4 stars: loved this book, would recommend
I read this in like two days, first book in a while I've had trouble putting down. It had the constant tension I associate with a spy novel, but was a lot more introspective. I found it to be a pretty quick read for its length and for its literary-novel-ness, though the lack of quotation marks tripped me up a few times.
I saw some review describe it as "cynical" but I thought it was actually fairly optimistic, given the subject matter. I think it accurately describes the state of the world and am surprised that anything in there would be surprising in the year 2024, but there is a theme of a strange kind of hope in it. Every character is deeply flawed, but not absolved of the responsibility to do the right thing.
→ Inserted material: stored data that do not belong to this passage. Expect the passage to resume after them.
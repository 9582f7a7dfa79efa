//! The paint-timing detector facade
//!
//! Wires the record store, attribution tracker, heuristics orchestrator, and
//! the global LCP calculator behind the narrow interface the embedder's
//! pipelines call into: DOM mutation, pre-paint walk, paint observation,
//! presentation feedback, event scopes, and navigation/input notifications.
//! Everything runs on the rendering thread; the only asynchrony is temporal
//! (queued records waiting for presentation timestamps), so there is no
//! locking anywhere.

use crate::attribution::AttributionMode;
use crate::attribution::AttributionTracker;
use crate::attribution::ContextId;
use crate::attribution::PrepaintLeaf;
use crate::attribution::Propagation;
use crate::attribution::PropagatedState;
use crate::dom::CandidateId;
use crate::dom::DomNodeId;
use crate::error::Error;
use crate::error::Result;
use crate::geometry::Point;
use crate::geometry::Rect;
use crate::geometry::Size;
use crate::heuristics::orchestrator::REQUIRED_PAINT_AREA_FRACTION;
use crate::heuristics::EventScopeType;
use crate::heuristics::ScopeToken;
use crate::heuristics::SoftNavigationEntry;
use crate::heuristics::SoftNavigationHeuristics;
use crate::metrics::TimingMetrics;
use crate::records::lcp::LcpCalculator;
use crate::records::lcp::LcpCandidate;
use crate::records::record::CandidateSummary;
use crate::records::record::ImageDetail;
use crate::records::store::CandidateInterest;
use crate::records::store::RecordOutcome;
use crate::records::store::RecordStore;
use crate::timing::FrameIndex;
use crate::timing::MonotonicClock;
use crate::timing::PaintTimingInfo;
use crate::timing::SystemClock;
use crate::timing::Timestamp;
use log::trace;
use log::warn;
use rustc_hash::FxHashSet;
use url::Url;

/// Receives the subsystem's outbound change notifications.
///
/// Both callbacks default to no-ops so embedders can observe only what they
/// care about.
pub trait TimingObserver {
  fn lcp_candidate_changed(&mut self, _candidate: &LcpCandidate) {}
  fn soft_navigation_detected(&mut self, _entry: &SoftNavigationEntry) {}
}

/// Observer that ignores everything.
pub struct NoopObserver;

impl TimingObserver for NoopObserver {}

/// Construction options.
pub struct DetectorOptions {
  pub viewport: Size,
  pub attribution_mode: AttributionMode,
}

impl Default for DetectorOptions {
  fn default() -> Self {
    Self {
      viewport: Size::ZERO,
      attribution_mode: AttributionMode::Direct,
    }
  }
}

/// The paint-timing candidate tracker and soft-navigation attribution engine
/// for one document.
pub struct PaintTimingDetector {
  store: RecordStore,
  tracker: AttributionTracker,
  heuristics: SoftNavigationHeuristics,
  global_lcp: LcpCalculator,
  observer: Box<dyn TimingObserver>,
  clock: Box<dyn MonotonicClock>,
  current_frame: FrameIndex,
  viewport: Size,
  element_timing: FxHashSet<DomNodeId>,
  /// Global LCP stops accepting new candidates at the first input or
  /// scroll; records created before that still resolve.
  lcp_tracking_active: bool,
  shut_down: bool,
}

impl PaintTimingDetector {
  pub fn new(options: DetectorOptions, observer: Box<dyn TimingObserver>) -> Self {
    Self::with_clock(options, observer, Box::new(SystemClock::new()))
  }

  /// Like [`PaintTimingDetector::new`] with an explicit clock, so tests can
  /// drive interaction timestamps deterministically.
  pub fn with_clock(
    options: DetectorOptions,
    observer: Box<dyn TimingObserver>,
    clock: Box<dyn MonotonicClock>,
  ) -> Self {
    let mut heuristics = SoftNavigationHeuristics::new(options.attribution_mode);
    heuristics.set_required_paint_area(required_area_for(options.viewport));
    Self {
      store: RecordStore::new(),
      tracker: AttributionTracker::new(),
      heuristics,
      global_lcp: LcpCalculator::new(),
      observer,
      clock,
      current_frame: FrameIndex::ZERO,
      viewport: options.viewport,
      element_timing: FxHashSet::default(),
      lcp_tracking_active: true,
      shut_down: false,
    }
  }

  /// Viewport resizes re-derive the soft-navigation paint threshold.
  pub fn set_viewport_size(&mut self, viewport: Size) {
    self.viewport = viewport;
    self
      .heuristics
      .set_required_paint_area(required_area_for(viewport));
  }

  /// Registers a node for element-timing observation: its paints stay
  /// interesting even when global LCP tracking has stopped.
  pub fn observe_element_timing(&mut self, node: DomNodeId) {
    self.element_timing.insert(node);
  }

  // --- event-dispatch seam -------------------------------------------------

  pub fn on_event_scope_enter(&mut self, scope_type: EventScopeType) -> ScopeToken {
    self.heuristics.on_event_scope_enter(scope_type)
  }

  pub fn on_event_scope_exit(&mut self, token: ScopeToken) -> Result<()> {
    let now = self.clock.now();
    self.heuristics.on_event_scope_exit(token, now)?;
    self.sweep();
    Ok(())
  }

  /// Scheduler seam: which context the upcoming callbacks run on behalf of.
  pub fn set_task_context(&mut self, context: Option<ContextId>) {
    self.heuristics.set_task_context(context);
  }

  // --- document-mutation seam ----------------------------------------------

  /// A node was modified under the current unit of work. Returns whether the
  /// modification was attributed to a context.
  pub fn on_dom_modified(&mut self, node: DomNodeId) -> bool {
    if self.shut_down {
      return false;
    }
    self.heuristics.on_dom_modified(node, &mut self.tracker)
  }

  /// A node was inserted. Attribution-wise an insertion is a modification of
  /// the inserted node; the container is only logged.
  pub fn on_node_inserted(&mut self, node: DomNodeId, container: Option<DomNodeId>) -> bool {
    trace!("insert {} into {:?}", node, container);
    self.on_dom_modified(node)
  }

  /// Render-node teardown. Records and attribution entries for the node
  /// become unresolvable; queries simply return absent from here on.
  pub fn on_node_destroyed(&mut self, node: DomNodeId) {
    self.store.remove_node(node);
    self.tracker.remove_node(node);
    self.element_timing.remove(&node);
    self.sweep();
  }

  // --- rendering-pass seam -------------------------------------------------

  /// Starts a rendering pass: advances the frame counter and closes the
  /// attribution marking batch.
  pub fn begin_rendering_pass(&mut self) -> FrameIndex {
    self.current_frame = self.current_frame.next();
    self.tracker.begin_prepaint_walk();
    self.current_frame
  }

  /// One step of the pre-paint walk; see
  /// [`AttributionTracker::update_on_prepaint`].
  pub fn on_prepaint_node(
    &mut self,
    node: DomNodeId,
    inherited: Option<PropagatedState>,
    leaf: Option<PrepaintLeaf>,
  ) -> Propagation {
    self.tracker.update_on_prepaint(node, inherited, leaf)
  }

  /// The paint pipeline painted a text block aggregated under `block_root`.
  /// Returns whether this created a newly tracked candidate.
  pub fn record_text_candidate(&mut self, block_root: DomNodeId, visual_rect: Rect) -> bool {
    if self.shut_down {
      return false;
    }
    let clipped = self.clip_to_viewport(visual_rect);
    let interest = self.interest_for(block_root);
    let outcome = self
      .store
      .record_text(block_root, clipped, self.current_frame, interest);
    self.attribute_paint(&outcome, interest, block_root);
    matches!(outcome, RecordOutcome::Created(_))
  }

  /// The paint pipeline painted an image into `node` from `media_source`.
  /// Returns whether this created a newly tracked candidate.
  pub fn record_image_candidate(
    &mut self,
    node: DomNodeId,
    media_source: &str,
    intrinsic_size: Size,
    visual_rect: Rect,
    entropy_bpp: f64,
    high_priority: bool,
  ) -> bool {
    if self.shut_down {
      return false;
    }
    let clipped = self.clip_to_viewport(visual_rect);
    let interest = self.interest_for(node);
    let detail = ImageDetail {
      entropy_bpp,
      high_priority,
      first_animated_frame: false,
    };
    let outcome = self.store.record_image(
      node,
      media_source,
      clipped,
      intrinsic_size,
      self.current_frame,
      detail,
      interest,
    );
    self.attribute_paint(&outcome, interest, node);
    matches!(outcome, RecordOutcome::Created(_))
  }

  /// The image pipeline finished (sufficiently) loading a tracked image.
  pub fn mark_image_loaded(&mut self, node: DomNodeId, media_source: &str, sufficiently: bool) -> bool {
    let id = CandidateId::for_image(node, media_source);
    self.store.mark_loaded(id, sufficiently, self.current_frame)
  }

  /// Ends the rendering pass: contexts re-check graduation against any newly
  /// attributed area, and exhausted contexts are collected.
  pub fn finish_rendering_pass(&mut self) {
    self.heuristics.on_paint_finished();
    self.sweep();
  }

  // --- presentation seam ---------------------------------------------------

  /// The compositor reports the time `frame_index` became visible. Resolves
  /// queued records in enqueue order, feeds context first-contentful-paint
  /// and LCP state, and emits any completed soft navigation.
  pub fn resolve_presentation_time(
    &mut self,
    frame_index: FrameIndex,
    timestamp: Timestamp,
    _info: PaintTimingInfo,
  ) -> Result<()> {
    if self.shut_down {
      return Err(Error::ShutDown);
    }
    if frame_index > self.current_frame {
      return Err(Error::UnknownFrameIndex(frame_index.0));
    }
    let resolved = self.store.resolve_presentation_time(frame_index, timestamp);
    for summary in &resolved {
      self.route_presented(summary);
    }
    if !resolved.is_empty() {
      self.notify_global_lcp();
      self.sweep();
    }
    Ok(())
  }

  /// An animated image's first frame presented; its timestamp arrives from
  /// the media pipeline, not the presentation queue.
  pub fn resolve_first_animated_frame(
    &mut self,
    node: DomNodeId,
    media_source: &str,
    timestamp: Timestamp,
  ) -> bool {
    if self.shut_down {
      return false;
    }
    let id = CandidateId::for_image(node, media_source);
    let Some(summary) = self.store.resolve_first_animated_frame(id, timestamp) else {
      return false;
    };
    self.route_presented(&summary);
    self.notify_global_lcp();
    true
  }

  // --- navigation and input seams ------------------------------------------

  pub fn on_same_document_url_change(&mut self, url: Url, context_hint: Option<ContextId>) {
    if self.shut_down {
      return;
    }
    self.heuristics.on_same_document_url_change(url, context_hint);
  }

  /// First input or scroll ends global LCP tracking and freezes paint-area
  /// accumulation in every context not owned by an open scope.
  pub fn on_input_or_scroll(&mut self) {
    if self.shut_down {
      return;
    }
    self.lcp_tracking_active = false;
    let now = self.clock.now();
    self.heuristics.on_input_or_scroll(now);
  }

  /// Document teardown. Every live context finalizes as if exhausted, and
  /// queued-but-unresolved records are dropped without callbacks.
  pub fn shutdown(&mut self) {
    if self.shut_down {
      return;
    }
    self.store.drop_in_flight();
    self.heuristics.shutdown();
    self.shut_down = true;
  }

  // --- query surface -------------------------------------------------------

  /// The current cross-kind largest contentful paint, reported
  /// optimistically: a strictly larger measurement still awaiting its
  /// timestamp outranks a smaller resolved one.
  pub fn largest_contentful_paint(&self) -> Option<CandidateSummary> {
    self.store.largest_overall()
  }

  /// The last LCP actually reported through the observer (resolved
  /// candidates only, monotonic within an epoch).
  pub fn reported_lcp(&self) -> Option<&LcpCandidate> {
    self.global_lcp.latest()
  }

  pub fn soft_navigation_count(&self) -> u32 {
    self.heuristics.soft_navigation_count()
  }

  pub fn is_attributable(&self, node: DomNodeId, context: ContextId) -> bool {
    self.tracker.is_attributable(node, context)
  }

  /// The context-scoped LCP of one live interaction context.
  pub fn context_lcp(&self, context: ContextId) -> Option<LcpCandidate> {
    self.heuristics.context_lcp(context)
  }

  pub fn metrics(&self) -> &TimingMetrics {
    self.heuristics.metrics()
  }

  pub fn current_frame(&self) -> FrameIndex {
    self.current_frame
  }

  // --- internals -----------------------------------------------------------

  fn clip_to_viewport(&self, rect: Rect) -> Rect {
    if self.viewport.is_empty() {
      return rect;
    }
    rect
      .intersection(Rect::new(Point::ZERO, self.viewport))
      .unwrap_or(Rect::ZERO)
  }

  fn interest_for(&self, node: DomNodeId) -> CandidateInterest {
    let soft_nav_context = self
      .tracker
      .attributed_context(node)
      .filter(|id| self.heuristics.is_live(*id));
    CandidateInterest {
      global_lcp: self.lcp_tracking_active,
      element_timing: self.element_timing.contains(&node),
      soft_nav_context,
    }
  }

  fn attribute_paint(
    &mut self,
    outcome: &RecordOutcome,
    interest: CandidateInterest,
    node: DomNodeId,
  ) {
    let (Some(id), Some(context)) = (outcome.id(), interest.soft_nav_context) else {
      return;
    };
    let Some(area) = self.store.get(id).map(|record| record.recorded_area) else {
      return;
    };
    self.heuristics.on_painted_area(context, node, area);
  }

  fn route_presented(&mut self, summary: &CandidateSummary) {
    let Some(record) = self.store.get(summary.id) else {
      return;
    };
    let context = record.soft_nav_context;
    let detail = record.image;
    let Some(context) = context else {
      return;
    };
    if let Some(entry) = self
      .heuristics
      .on_attributed_paint_presented(context, summary, detail)
    {
      self.observer.soft_navigation_detected(&entry);
      // A detected navigation opens a new epoch: the LCP floor resets and
      // the candidate race restarts for post-navigation paints.
      self.global_lcp.advance_epoch();
      self.store.reset_largest_trackers();
    }
  }

  fn notify_global_lcp(&mut self) {
    if let Some(text) = self.store.authoritative_text().copied() {
      if let Some(paint_time) = text.paint_time {
        if self
          .global_lcp
          .notify_if_text_candidate_changed(paint_time, text.area)
        {
          if let Some(latest) = self.global_lcp.latest() {
            self.observer.lcp_candidate_changed(latest);
          }
        }
      }
    }
    if let Some(image) = self.store.authoritative_image().copied() {
      if let Some(paint_time) = image.paint_time {
        let detail = self.store.get(image.id).and_then(|record| record.image);
        let (entropy_bpp, high_priority) = match detail {
          Some(detail) => (detail.entropy_bpp, detail.high_priority),
          // Record torn down after resolution; the snapshot still counts.
          None => (MIN_ENTROPY_FALLBACK, false),
        };
        if self.global_lcp.notify_if_image_candidate_changed(
          paint_time,
          image.area,
          &image,
          entropy_bpp,
          high_priority,
        ) {
          if let Some(latest) = self.global_lcp.latest() {
            self.observer.lcp_candidate_changed(latest);
          }
        }
      }
    }
  }

  fn sweep(&mut self) {
    let store = &self.store;
    let tracker = &self.tracker;
    self
      .heuristics
      .sweep(|id| store.references_context(id) || tracker.references_context(id));
  }
}

/// Entropy stand-in when a leader's record was purged before notification.
const MIN_ENTROPY_FALLBACK: f64 = crate::records::record::MIN_IMAGE_ENTROPY_BPP;

fn required_area_for(viewport: Size) -> u64 {
  let area = viewport.pixel_area();
  if area == 0 {
    warn!("viewport unset; soft-navigation paint criterion defaults to zero");
    return 0;
  }
  (area as f64 * REQUIRED_PAINT_AREA_FRACTION).ceil() as u64
}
The spy as protagonist, the "sympathizer", also lets you look at and understand the motivations of all the different sides in this war, not just as ideologies but also as people, and even when the motivations are actually deeply unsympathetic, most of the characters do seem very human (my one criticism is that this is a lot more true of the men than of the women). I also saw a review describe it as "funny" and that is probably not the first adjective I'd use, like it's not wrong but it is not the type of book you read if you want something funny.
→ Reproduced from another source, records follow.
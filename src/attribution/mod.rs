//! Interaction contexts and generation-stamped paint attribution.

pub mod context;
pub mod tracker;

pub use context::{AttributionMode, ContextId, InteractionContext};
pub use tracker::{AttributionTracker, NodeState, PrepaintLeaf, Propagation, PropagatedState};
It touched on a lot of subjects that I now consider kind of cliché in immigrant stories, but which were done so well that I did not feel that at all. Like the whole "stuck between two worlds" thing felt a bit more fresh, maybe because it did not buy into the model minority myth at all or discuss it at all. I guess making the protagonist a communist helps there, no pressure to be a doctor or lawyer. Some other reviews on other websites said it dragged in the middle part, but that was my favourite part. It was also a rare example of a mixed race Asian protagonist, and while some things did not quite ring true to my experience (though my background is otherwise quite different), its tendency to lean on stereotypes there didn't bother me too much and overall I thought it was much better written than such things usually are.
I haven't read a lot of spy novels and usually think of like, James Bond. I like that the protagonist is not a particularly tough guy and that he struggles with every aspect of being a spy in the ways that I think a real person would. In particular I liked the theme of the careful managing and splitting of identities. An obvious theme in a spy novel but I think one that also rings true to anyone who finds themselves, as the cliche goes, between worlds in some ways.
It is pretty graphic, though it only felt gratuitous in a few places - one particular scene I kind of rolled my eyes at.
Content warnings: some fairly graphic sexual assault, torture, murder, implied child sexual abuse. Racism (aimed towards the protagonist), misogyny (largely from the protagonist). Uh. bestiality?